Few, if any, publications assess the impact that a redo procedure has on the factors that directly affect the fee schedule: surgeon time consumption (intraoperative and postoperative), stress (physical and psychological), and malpractice effects. The most robust data set currently available is the National Surgical Quality Improvement Program (NSQIP). A recent publication by Aust et al discussed the role of operative complexity from the perspective of both patient and operative characteristics.10 However, the specific of reoperative surgery was not addressed in the paper. Operative complexity was graded by operative type and not specifically if it was a reoperation, although the emergency nature of an operation was captured.

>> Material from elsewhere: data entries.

//! The reactor's deadline index.
//!
//! An ordered multimap from absolute deadline to the token of the transfer
//! that expires then. The reactor keeps its single poll timeout equal to the
//! distance to the minimum key, so the whole index collapses to one
//! next-fire timer; an already-due deadline makes the reactor fire on the
//! next iteration.

use std::collections::BTreeMap;
use std::time::Instant;

/// Position of one entry in the index, stored on the owning transfer so the
/// entry can be removed when the transfer completes before its deadline.
#[derive(Debug, Clone, Copy, PartialEq, Eq, PartialOrd, Ord)]
pub(crate) struct TimeoutKey {
    deadline: Instant,
    seq: u64,
}

/// Ordered deadline -> transfer-token multimap.
///
/// `BTreeMap` cannot hold duplicate keys, so equal deadlines are
/// disambiguated with an insertion sequence number; iteration order over
/// equal deadlines is insertion order.
#[derive(Debug, Default)]
pub(crate) struct TimeoutQueue {
    entries: BTreeMap<TimeoutKey, usize>,
    next_seq: u64,
}

impl TimeoutQueue {
    pub(crate) fn new() -> Self {
        Self::default()
    }

    /// Registers `token` to expire at `deadline` and returns the key the
    /// owning transfer must hold on to for removal.
    pub(crate) fn insert(&mut self, deadline: Instant, token: usize) -> TimeoutKey {
        let key = TimeoutKey {
            deadline,
            seq: self.next_seq,
        };
        self.next_seq += 1;
        self.entries.insert(key, token);
        key
    }

    /// Removes a previously inserted entry.
    pub(crate) fn remove(&mut self, key: TimeoutKey) -> Option<usize> {
        self.entries.remove(&key)
    }

    /// The minimum deadline currently registered.
    pub(crate) fn next_deadline(&self) -> Option<Instant> {
        self.entries.keys().next().map(|key| key.deadline)
    }

    /// Removes and returns every entry whose deadline is at or before `now`,
    /// in deadline order.
    pub(crate) fn pop_due(&mut self, now: Instant) -> Vec<(TimeoutKey, usize)> {
        let mut due = Vec::new();
        while let Some((&key, &token)) = self.entries.iter().next() {
            if key.deadline > now {
                break;
            }
            self.entries.remove(&key);
            due.push((key, token));
        }
        due
    }

    pub(crate) fn is_empty(&self) -> bool {
        self.entries.is_empty()
    }
}

#[cfg(test)]
mod tests {
    use super::*;
    use std::time::Duration;

    #[test]
    fn ordered_by_deadline_then_insertion() {
        let now = Instant::now();
        let mut queue = TimeoutQueue::new();

        queue.insert(now + Duration::from_millis(20), 2);
        queue.insert(now + Duration::from_millis(10), 1);
        queue.insert(now + Duration::from_millis(10), 3);

        let due = queue.pop_due(now + Duration::from_millis(30));
        let tokens: Vec<usize> = due.iter().map(|(_, t)| *t).collect();
        assert_eq!(tokens, vec![1, 3, 2]);
        assert!(queue.is_empty());
    }

    #[test]
    fn pop_due_leaves_future_entries() {
        let now = Instant::now();
        let mut queue = TimeoutQueue::new();

        queue.insert(now + Duration::from_millis(5), 1);
        queue.insert(now + Duration::from_millis(500), 2);

        let due = queue.pop_due(now + Duration::from_millis(5));
        assert_eq!(due.len(), 1);
        assert_eq!(due[0].1, 1);
        assert_eq!(queue.next_deadline(), Some(now + Duration::from_millis(500)));
    }

    #[test]
    fn remove_by_key() {
        let now = Instant::now();
        let mut queue = TimeoutQueue::new();

        let key = queue.insert(now + Duration::from_millis(5), 7);
        assert_eq!(queue.next_deadline(), Some(now + Duration::from_millis(5)));
        assert_eq!(queue.remove(key), Some(7));
        assert_eq!(queue.remove(key), None);
        assert!(queue.is_empty());
        assert_eq!(queue.next_deadline(), None);
    }

    #[test]
    fn due_entries_at_exact_instant_fire() {
        let now = Instant::now();
        let mut queue = TimeoutQueue::new();

        queue.insert(now, 1);
        let due = queue.pop_due(now);
        assert_eq!(due.len(), 1);
    }
}
impl From<&str> for ContentType {
    fn from(value: &str) -> Self {
        match value {
            "" => ContentType::NoContent,

            "text/css" => ContentType::TextCss,
            "text/csv" => ContentType::TextCsv,
            "text/html" => ContentType::TextHtml,
            "text/plain" => ContentType::TextPlain,
            "text/xml" => ContentType::TextXml,

            "image/gif" => ContentType::ImageGif,
            "image/jpeg" => ContentType::ImageJpeg,
            "image/png" => ContentType::ImagePng,
            "image/tiff" => ContentType::ImageTiff,
            "image/x-icon" => ContentType::ImageXIcon,
            "image/svg+xml" => ContentType::ImageSvgXml,

            "video/mpeg" => ContentType::VideoMpeg,
            "video/mp4" => ContentType::VideoMp4,
            "video/x-flv" => ContentType::VideoXFlv,
            "video/webm" => ContentType::VideoWebm,

            "multipart/mixed" => ContentType::MultipartMixed,
            "multipart/alternative" => ContentType::MultipartAlternative,
            "multipart/related" => ContentType::MultipartRelated,
            "multipart/form-data" => ContentType::MultipartFormData,

            "audio/mpeg" => ContentType::AudioMpeg,
            "audio/x-ms-wma" => ContentType::AudioXMsWma,
            "audio/x-wav" => ContentType::AudioXWav,

            "application/javascript" => ContentType::ApplicationJavascript,
            "application/octet-stream" => ContentType::ApplicationOctetStream,
            "application/ogg" => ContentType::ApplicationOgg,
            "application/pdf" => ContentType::ApplicationPdf,
            "application/xhtml+xml" => ContentType::ApplicationXhtmlXml,
            "application/x-shockwave-flash" => ContentType::ApplicationXShockwaveFlash,
            "application/json" => ContentType::ApplicationJson,
            "application/ld+json" => ContentType::ApplicationLdJson,
            "application/xml" => ContentType::ApplicationXml,
            "application/zip" => ContentType::ApplicationZip,
            "application/x-www-form-urlencoded" => ContentType::ApplicationXWwwFormUrlencoded,

            _ => ContentType::Unknown,
        }
    }
}
impl Request {
    /// Creates a new request for the given url.
    ///
    /// Without a timeout the request can block forever if the remote server
    /// never responds, both synchronously and through a client.
    pub fn new(url: impl Into<String>, timeout: Option<Duration>) -> Self {
        Self {
            url: url.into(),
            method: Method::Get,
            version: Version::UseBest,
            timeout,
            connect_timeout: None,
            happy_eyeballs_timeout: None,
            follow_redirects: true,
            max_redirects: -1,
            verify_ssl_peer: true,
            verify_ssl_host: true,
            verify_ssl_status: false,
            ssl_cert: None,
            ssl_cert_type: None,
            ssl_key: None,
            key_password: None,
            proxy: None,
            accept_encodings: None,
            resolve_hosts: Vec::new(),
            headers: Vec::new(),
            body: None,
            mime_fields: Vec::new(),
            transfer_progress: None,
            debug_info: None,
            completion: CompletionSink::None,
        }
    }

    /// Synchronously executes this request on the calling thread.
    ///
    /// Note: if there is no timeout set on the request and the remote server
    /// fails to respond this call can block forever.
    pub fn perform(&self, share: Option<&Share>) -> Response {
        init::global_init();
        let mut executor = Executor::new();
        let response = executor.perform(self, share);
        init::global_cleanup();
        response
    }

    /// The url of the request.
    pub fn url(&self) -> &str {
        &self.url
    }

    /// Sets the url of the request.
    pub fn set_url(&mut self, url: impl Into<String>) {
        self.url = url.into();
    }

    /// The HTTP method this request will use.
    pub fn method(&self) -> Method {
        self.method
    }

    /// Sets the HTTP method this request should use.
    pub fn set_method(&mut self, method: Method) {
        self.method = method;
    }

    /// The HTTP version this request will use.
    pub fn version(&self) -> Version {
        self.version
    }

    /// Sets the HTTP version this request should use.
    pub fn set_version(&mut self, version: Version) {
        self.version = version;
    }

    /// The amount of time the whole request may take, or `None` for no limit.
    pub fn timeout(&self) -> Option<Duration> {
        self.timeout
    }

    /// Sets the amount of time the whole request may take.
    pub fn set_timeout(&mut self, timeout: Option<Duration>) {
        self.timeout = timeout;
    }

    /// The amount of time the request may spend connecting, or `None` for
    /// the transport default.
    pub fn connect_timeout(&self) -> Option<Duration> {
        self.connect_timeout
    }

    /// Sets the amount of time the request may spend connecting.
    ///
    /// On a synchronous request this should be shorter than the total
    /// timeout. Through a [`Client`](crate::Client) it may be *longer*: the
    /// user sees a timeout at the total value while the connection attempt
    /// is given until the connect value to finish in the background, so
    /// often-repeated requests on keep-alive connections can carry a short
    /// total timeout and a generous connect budget.
    pub fn set_connect_timeout(&mut self, connect_timeout: Option<Duration>) {
        self.connect_timeout = connect_timeout;
    }

    /// The happy eyeballs (dual-stack IPv4/IPv6 racing) timeout, if set.
    pub fn happy_eyeballs_timeout(&self) -> Option<Duration> {
        self.happy_eyeballs_timeout
    }

    /// Sets how long the transport waits before racing the second address
    /// family, see <https://en.wikipedia.org/wiki/Happy_Eyeballs>.
    pub fn set_happy_eyeballs_timeout(&mut self, timeout: Option<Duration>) {
        self.happy_eyeballs_timeout = timeout;
    }

    /// Is the request automatically following redirects?
    pub fn follow_redirects(&self) -> bool {
        self.follow_redirects
    }

    /// When following redirects, the maximum number allowed; `-1` means
    /// infinite and `0` means none.
    pub fn max_redirects(&self) -> i64 {
        self.max_redirects
    }

    /// Sets whether this request follows redirects, enabled by default.
    ///
    /// With `follow` true a `max_redirects` of `None` allows an unlimited
    /// chain; with `follow` false no redirect is ever taken.
    pub fn set_follow_redirects(&mut self, follow: bool, max_redirects: Option<u64>) {
        if follow {
            self.follow_redirects = true;
            self.max_redirects = match max_redirects {
                Some(max) => max as i64,
                None => -1,
            };
        } else {
            self.follow_redirects = false;
            self.max_redirects = 0;
        }
    }

    /// Is the TLS peer verified? Defaults to enabled.
    pub fn verify_ssl_peer(&self) -> bool {
        self.verify_ssl_peer
    }

    /// Sets whether the TLS peer certificate is verified.
    pub fn set_verify_ssl_peer(&mut self, verify: bool) {
        self.verify_ssl_peer = verify;
    }

    /// Is the TLS host name verified? Defaults to enabled.
    pub fn verify_ssl_host(&self) -> bool {
        self.verify_ssl_host
    }

    /// Sets whether the certificate's host name is verified.
    pub fn set_verify_ssl_host(&mut self, verify: bool) {
        self.verify_ssl_host = verify;
    }

    /// Is the certificate status (OCSP stapling) verified? Defaults to
    /// disabled.
    pub fn verify_ssl_status(&self) -> bool {
        self.verify_ssl_status
    }

    /// Sets whether the certificate status is verified.
    pub fn set_verify_ssl_status(&mut self, verify: bool) {
        self.verify_ssl_status = verify;
    }

    /// The TLS client certificate file, if set.
    pub fn ssl_cert(&self) -> Option<&Path> {
        self.ssl_cert.as_deref()
    }

    /// Sets the TLS client certificate file to use.
    pub fn set_ssl_cert(&mut self, cert: impl Into<PathBuf>) {
        self.ssl_cert = Some(cert.into());
    }

    /// The TLS client certificate type, if set.
    pub fn ssl_cert_type(&self) -> Option<SslCertType> {
        self.ssl_cert_type
    }

    /// Sets the TLS client certificate type.
    pub fn set_ssl_cert_type(&mut self, cert_type: SslCertType) {
        self.ssl_cert_type = Some(cert_type);
    }

    /// The TLS client key file, if set.
    pub fn ssl_key(&self) -> Option<&Path> {
        self.ssl_key.as_deref()
    }

    /// Sets the TLS client key file to use.
    pub fn set_ssl_key(&mut self, key: impl Into<PathBuf>) {
        self.ssl_key = Some(key.into());
    }

    /// The pass phrase for the TLS client key, if set.
    pub fn key_password(&self) -> Option<&str> {
        self.key_password.as_deref()
    }

    /// Sets the pass phrase for the TLS client key.
    pub fn set_key_password(&mut self, password: impl Into<String>) {
        self.key_password = Some(password.into());
    }

    /// The proxy settings for this request, if any.
    pub fn proxy(&self) -> Option<&ProxyData> {
        self.proxy.as_ref()
    }

    /// Sets the proxy this request connects through.
    pub fn set_proxy(&mut self, proxy: ProxyData) {
        self.proxy = Some(proxy);
    }

    /// The currently set `Accept-Encoding` values.
    ///
    /// `None` leaves the header to the transport; an empty list asks for
    /// every codec the transport was built with.
    pub fn accept_encodings(&self) -> Option<&[String]> {
        self.accept_encodings.as_deref()
    }

    /// Sets the `Accept-Encoding` values sent with the request.
    ///
    /// Using this is mutually exclusive with adding your own
    /// `Accept-Encoding` header.
    pub fn set_accept_encodings(&mut self, encodings: Option<Vec<String>>) {
        self.accept_encodings = encodings;
    }

    /// Asks for every content encoding the transport was built with.
    pub fn accept_encoding_all_available(&mut self) {
        self.accept_encodings = Some(Vec::new());
    }

    /// The `host:port` to ip address overrides set on this request.
    pub fn resolve_hosts(&self) -> &[ResolveHost] {
        &self.resolve_hosts
    }

    /// Adds a resolve host to this request to bypass DNS lookups.
    pub fn add_resolve_host(&mut self, resolve_host: ResolveHost) {
        self.resolve_hosts.push(resolve_host);
    }

    /// Clears all resolve hosts set on this request.
    pub fn clear_resolve_hosts(&mut self) {
        self.resolve_hosts.clear();
    }

    /// The list of headers added to this request, in insertion order.
    pub fn headers(&self) -> &[Header] {
        &self.headers
    }

    /// Adds a request header with its value. Duplicates are allowed and
    /// insertion order is preserved.
    pub fn add_header(&mut self, name: impl AsRef<str>, value: impl AsRef<str>) {
        self.headers.push(Header::new(name, value));
    }

    /// Removes a header from the request.
    ///
    /// A few default headers are always added by the transport in certain
    /// scenarios; passing their name here (storing the header with an empty
    /// value) makes the transport strip them, e.g. `Accept` or `Expect`.
    pub fn remove_header(&mut self, name: impl AsRef<str>) {
        self.add_header(name, "");
    }

    /// Clears every header set on this request.
    pub fn clear_headers(&mut self) {
        self.headers.clear();
    }

    /// The request body, if one was set.
    pub fn body(&self) -> Option<&Bytes> {
        self.body.as_ref()
    }

    /// Sets the request body and switches the method to `POST` unless it is
    /// already `POST` or `PUT`.
    ///
    /// Mutually exclusive with mime fields; setting a body after
    /// [`add_mime_field`](Request::add_mime_field) is a fail-fast error.
    pub fn set_body(&mut self, body: impl Into<Bytes>) -> crate::Result<()> {
        if !self.mime_fields.is_empty() {
            return Err(Error::builder(
                "cannot set body data on a request that already has mime fields",
            ));
        }

        self.body = Some(body.into());
        if self.method != Method::Post && self.method != Method::Put {
            self.method = Method::Post;
        }
        Ok(())
    }

    /// The mime fields set on this request.
    pub fn mime_fields(&self) -> &[MimeField] {
        &self.mime_fields
    }

    /// Adds a mime field to this request.
    ///
    /// Mutually exclusive with a raw body; adding a field after
    /// [`set_body`](Request::set_body) is a fail-fast error.
    pub fn add_mime_field(&mut self, field: MimeField) -> crate::Result<()> {
        if self.body.is_some() {
            return Err(Error::builder(
                "cannot add mime fields to a request that already has body data",
            ));
        }

        self.mime_fields.push(field);
        Ok(())
    }

    /// Sets a transfer progress handler, called periodically with the byte
    /// counters of the transfer. Returning `false` aborts the request.
    pub fn set_transfer_progress_handler<F>(&mut self, handler: F)
    where
        F: Fn(TransferProgress) -> bool + Send + Sync + 'static,
    {
        self.transfer_progress = Some(Arc::new(handler));
    }

    /// Removes the transfer progress handler.
    pub fn clear_transfer_progress_handler(&mut self) {
        self.transfer_progress = None;
    }

    /// Sets a handler for the transport's verbose debug stream; setting one
    /// switches the transfer to verbose mode.
    pub fn set_debug_info_handler<F>(&mut self, handler: F)
    where
        F: Fn(DebugInfoType, &[u8]) + Send + Sync + 'static,
    {
        self.debug_info = Some(Arc::new(handler));
    }

    /// Removes the debug info handler.
    pub fn clear_debug_info_handler(&mut self) {
        self.debug_info = None;
    }

    pub(crate) fn transfer_progress_handler(&self) -> Option<&TransferProgressHandler> {
        self.transfer_progress.as_ref()
    }

    pub(crate) fn debug_info_handler(&self) -> Option<&DebugInfoHandler> {
        self.debug_info.as_ref()
    }

    pub(crate) fn set_completion(&mut self, sink: CompletionSink) {
        self.completion = sink;
    }

    pub(crate) fn take_completion(&mut self) -> CompletionSink {
        std::mem::replace(&mut self.completion, CompletionSink::None)
    }
}
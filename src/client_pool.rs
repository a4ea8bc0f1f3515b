use std::sync::atomic::{AtomicUsize, Ordering};

use crate::client::{Client, ResponseFuture, ThreadEventHandler};
use crate::request::Request;
use crate::response::Response;

/// A builder for [`ClientPool`] options.
#[derive(Default)]
pub struct ClientPoolBuilder {
    client_count: Option<usize>,
    on_thread_event: Option<ThreadEventHandler>,
}

impl ClientPoolBuilder {
    /// Creates a builder with default options.
    pub fn new() -> Self {
        Self::default()
    }

    /// The number of clients to spin up in the pool, two by default.
    pub fn client_count(mut self, count: usize) -> Self {
        self.client_count = Some(count);
        self
    }

    /// Installs a hook called on each client's reactor thread when it starts
    /// and again when it stops.
    pub fn on_thread_event<F>(mut self, handler: F) -> Self
    where
        F: Fn() + Send + Sync + 'static,
    {
        self.on_thread_event = Some(std::sync::Arc::new(handler));
        self
    }

    /// Spawns the pool's clients.
    pub fn build(self) -> crate::Result<ClientPool> {
        let count = self.client_count.unwrap_or(2).max(1);

        let mut clients = Vec::with_capacity(count);
        for _ in 0..count {
            let mut builder = Client::builder();
            if let Some(hook) = &self.on_thread_event {
                let hook = hook.clone();
                builder = builder.on_thread_event(move || hook());
            }
            clients.push(builder.build()?);
        }

        Ok(ClientPool {
            index: AtomicUsize::new(0),
            clients,
        })
    }
}

impl std::fmt::Debug for ClientPoolBuilder {
    fn fmt(&self, f: &mut std::fmt::Formatter) -> std::fmt::Result {
        f.debug_struct("ClientPoolBuilder")
            .field("client_count", &self.client_count)
            .finish_non_exhaustive()
    }
}

/// A round-robin pool of [`Client`]s.
///
/// Spreads submissions across several reactor threads for workloads where a
/// single event loop becomes the bottleneck. Each submission is handed to
/// the next client in rotation.
#[derive(Debug)]
pub struct ClientPool {
    index: AtomicUsize,
    clients: Vec<Client>,
}

impl ClientPool {
    /// Creates a pool with default options.
    ///
    /// # Panics
    ///
    /// Panics if a background reactor cannot be spawned; use
    /// [`ClientPool::builder`] to handle the failure instead.
    pub fn new() -> ClientPool {
        Self::builder().build().expect("ClientPool::new()")
    }

    /// Creates a [`ClientPoolBuilder`] to configure a pool.
    pub fn builder() -> ClientPoolBuilder {
        ClientPoolBuilder::new()
    }

    /// Stops every client in the pool from accepting new requests; existing
    /// requests keep processing until they complete.
    pub fn stop(&self) {
        for client in &self.clients {
            client.stop();
        }
    }

    /// The number of requests currently pending or executing across the
    /// whole pool.
    pub fn size(&self) -> usize {
        self.clients.iter().map(Client::size).sum()
    }

    /// True if no requests are pending or executing in any client.
    pub fn is_empty(&self) -> bool {
        self.size() == 0
    }

    /// Starts processing the given request on the next client in rotation.
    pub fn start_request(&self, request: Request) -> ResponseFuture {
        self.next_client().start_request(request)
    }

    /// Starts processing the given request on the next client in rotation,
    /// invoking `callback` on that client's reactor thread on completion.
    pub fn start_request_with_callback<F>(&self, request: Request, callback: F)
    where
        F: FnOnce(Request, Response) + Send + 'static,
    {
        self.next_client().start_request_with_callback(request, callback)
    }

    /// Starts processing a batch of requests spread across the pool,
    /// returning one future per request in submission order.
    pub fn start_requests<I>(&self, requests: I) -> Vec<ResponseFuture>
    where
        I: IntoIterator<Item = Request>,
    {
        requests
            .into_iter()
            .map(|request| self.start_request(request))
            .collect()
    }

    fn next_client(&self) -> &Client {
        let index = self.index.fetch_add(1, Ordering::AcqRel) % self.clients.len();
        &self.clients[index]
    }
}

impl Default for ClientPool {
    fn default() -> Self {
        Self::new()
    }
}
impl Reactor {
    fn new(inner: Arc<Inner>, config: ReactorConfig, drain: UdpSocket) -> Self {
        let mut multi = Multi::new();
        if let Some(max) = config.max_connections {
            if let Err(error) = multi.set_max_connects(max) {
                log::warn!("failed to cap multiplex connection cache: {error}");
            }
        }

        let pool = (0..config.reserve_connections)
            .map(|_| Executor::new())
            .collect();

        Self {
            inner,
            multi,
            drain,
            pool,
            in_flight: HashMap::new(),
            timeouts: TimeoutQueue::new(),
            next_token: 0,
            connect_timeout: config.connect_timeout,
            resolve_hosts: config.resolve_hosts,
            share: config.share,
        }
    }

    fn run(&mut self) {
        loop {
            let timeout = self.wait_timeout();

            let mut wait_fds = [wake_wait_fd(&self.drain)];
            if let Err(error) = self.multi.wait(&mut wait_fds, timeout) {
                log::error!("transport poll failed: {error}");
            }
            self.drain_wakes();

            self.accept_pending();
            self.drive_transport();
            self.expire_timeouts();

            if self.inner.is_stopping.load(Ordering::Acquire)
                && self.inner.active_requests.load(Ordering::Acquire) == 0
            {
                break;
            }
        }

        self.reject_leftovers();
    }

    /// Fails any submission that raced a concurrent `stop()` and landed in
    /// the pending vector after the final drain.
    fn reject_leftovers(&mut self) {
        let leftovers: Vec<Request> = {
            let mut pending = self.inner.pending.lock().unwrap();
            std::mem::take(&mut *pending)
        };

        for request in leftovers {
            notify_failed_start(request);
            self.inner.active_requests.fetch_sub(1, Ordering::Release);
        }
    }

    /// The reactor's single next-fire timer: poll no longer than the
    /// transport suggests, the distance to the nearest user deadline, or the
    /// idle cap, whichever is shortest.
    fn wait_timeout(&mut self) -> Duration {
        let mut timeout = match self.multi.get_timeout() {
            Ok(Some(suggested)) => suggested.min(IDLE_WAIT),
            _ => IDLE_WAIT,
        };

        if let Some(deadline) = self.timeouts.next_deadline() {
            timeout = timeout.min(deadline.saturating_duration_since(Instant::now()));
        }

        timeout
    }

    fn drain_wakes(&mut self) {
        let mut buf = [0u8; 16];
        while self.drain.recv(&mut buf).is_ok() {}
    }

    /// Swaps the pending vector out under its lock and installs each grabbed
    /// request in the multiplex.
    fn accept_pending(&mut self) {
        let grabbed: Vec<Request> = {
            let mut pending = self.inner.pending.lock().unwrap();
            std::mem::take(&mut *pending)
        };

        for request in grabbed {
            self.start_transfer(request);
        }
    }

    fn start_transfer(&mut self, request: Request) {
        let mut executor = self.pool.pop().unwrap_or_else(Executor::new);
        executor.attach(request);

        if let Err(error) = executor.prepare(&self.resolve_hosts, self.share.as_ref()) {
            log::warn!("failed to prepare transfer: {error}");
            self.finish_transfer(executor, LiftStatus::ErrorFailedToStart);
            return;
        }

        let token = self.next_token;
        self.next_token = self.next_token.wrapping_add(1);

        // Register the deadline before the multiplex sees the handle; a very
        // fast transfer could otherwise complete before its deadline exists.
        self.add_timeout(&mut executor, token);

        match executor.install(&self.multi, token) {
            Ok(()) => {
                log::trace!("transfer {token} installed in the multiplex");
                self.in_flight.insert(token, executor);
            }
            Err(error) => {
                log::warn!("failed to add transfer to the multiplex: {error}");
                self.finish_transfer(executor, LiftStatus::ErrorFailedToStart);
            }
        }
    }

    /// The two-tier timeout rule. With both a total timeout and a longer
    /// effective connect budget, the transport is given the connect budget
    /// while the timer index delivers the user-visible timeout at the total
    /// value; otherwise the transport enforces the total timeout alone.
    fn add_timeout(&mut self, executor: &mut Executor, token: usize) {
        let request_timeout = match executor.request.as_ref().and_then(|r| r.timeout()) {
            Some(timeout) => timeout,
            None => return,
        };

        // The per-request connect timeout wins over the client-wide value.
        let connect_timeout = executor
            .request
            .as_ref()
            .and_then(|r| r.connect_timeout())
            .or(self.connect_timeout);

        match connect_timeout {
            Some(connect) if connect > request_timeout => {
                let deadline = Instant::now() + request_timeout;
                executor.timeout_key = Some(self.timeouts.insert(deadline, token));
                executor.set_transport_timeout(connect);
            }
            _ => executor.set_transport_timeout(request_timeout),
        }
    }

    /// Ticks the multiplex and completes every transfer it reports done.
    fn drive_transport(&mut self) {
        if let Err(error) = self.multi.perform() {
            log::error!("transport perform failed: {error}");
        }

        let mut finished = Vec::new();
        self.multi.messages(|message| match message.token() {
            Ok(token) => finished.push((token, message.result())),
            Err(error) => log::error!("transfer message without a token: {error}"),
        });

        for (token, result) in finished {
            let executor = match self.in_flight.remove(&token) {
                Some(executor) => executor,
                None => continue,
            };

            let status = match result {
                Some(Ok(())) => LiftStatus::Success,
                Some(Err(error)) => {
                    log::debug!("transfer {token} finished with error: {error}");
                    Executor::convert(&error)
                }
                // Not a completion message; leave the transfer in flight.
                None => {
                    self.in_flight.insert(token, executor);
                    continue;
                }
            };

            self.finish_transfer(executor, status);
        }
    }

    /// Normal completion path; also used for requests that failed to start.
    ///
    /// Guarded so that a request whose user-visible timeout already fired is
    /// recycled silently: bookkeeping always runs here exactly once per
    /// transfer, user notification at most once per request.
    fn finish_transfer(&mut self, mut executor: Executor, status: LiftStatus) {
        if let Err(error) = executor.uninstall(&self.multi) {
            log::error!("failed to remove transfer from the multiplex: {error}");
        }

        if !executor.completion_processed {
            executor.completion_processed = true;

            if let Some(key) = executor.timeout_key.take() {
                self.timeouts.remove(key);
            }

            executor.harvest(status);

            if let Some(mut request) = executor.request.take() {
                let sink = request.take_completion();
                let response = std::mem::take(&mut executor.response);
                sink.deliver(request, response);
            }
        }

        executor.reset();
        self.pool.push(executor);
        self.inner.active_requests.fetch_sub(1, Ordering::Release);
    }

    /// Fires every deadline at or past due, delivering the synthetic timeout
    /// outcome to each affected request.
    fn expire_timeouts(&mut self) {
        if self.timeouts.is_empty() {
            return;
        }

        let now = Instant::now();
        for (_, token) in self.timeouts.pop_due(now) {
            if let Some(executor) = self.in_flight.get_mut(&token) {
                executor.timeout_key = None;
                deliver_timeout(executor);
            }
        }
    }
}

It is clear that reoperative surgery adds a layer of complexity and financial risk that is difficult to assess given currently available data. Equally clear is the fact that in expert hands many of these difficult cases can provide significant quality of life benefits for patients. The reality remains, however, that much of this reoperative surgery is shifted to academic centers. This fact further skews the ability to compensate hospitals and surgeons truly using a resource-based methodology. The current concept of a bell-shaped curve, based upon the “typical” patient, does not fit with practice patterns in the United States. It also raises the specter of “transferring” care of these difficult clinical issues to the “university” as a means of decreasing financial risks under a pay-for-performance system.
It will be important to begin to capture the effects of elective and urgent reoperation, with particular attention paid to the associated physiology and resource factors that affect cost and quality of care. This may allow modification of both the DRG and CPT systems to capture accurately the work and cost inputs in this very important area of patient care. As we move to a pay-for-performance system, these data will be requisite to allow institutions to accept a higher percentage of such cases without fear of negative financial impact. Equally, this will avoid access issues for patients with difficult but correctable clinical problems.
The author has no conflicts to disclose relative to this article.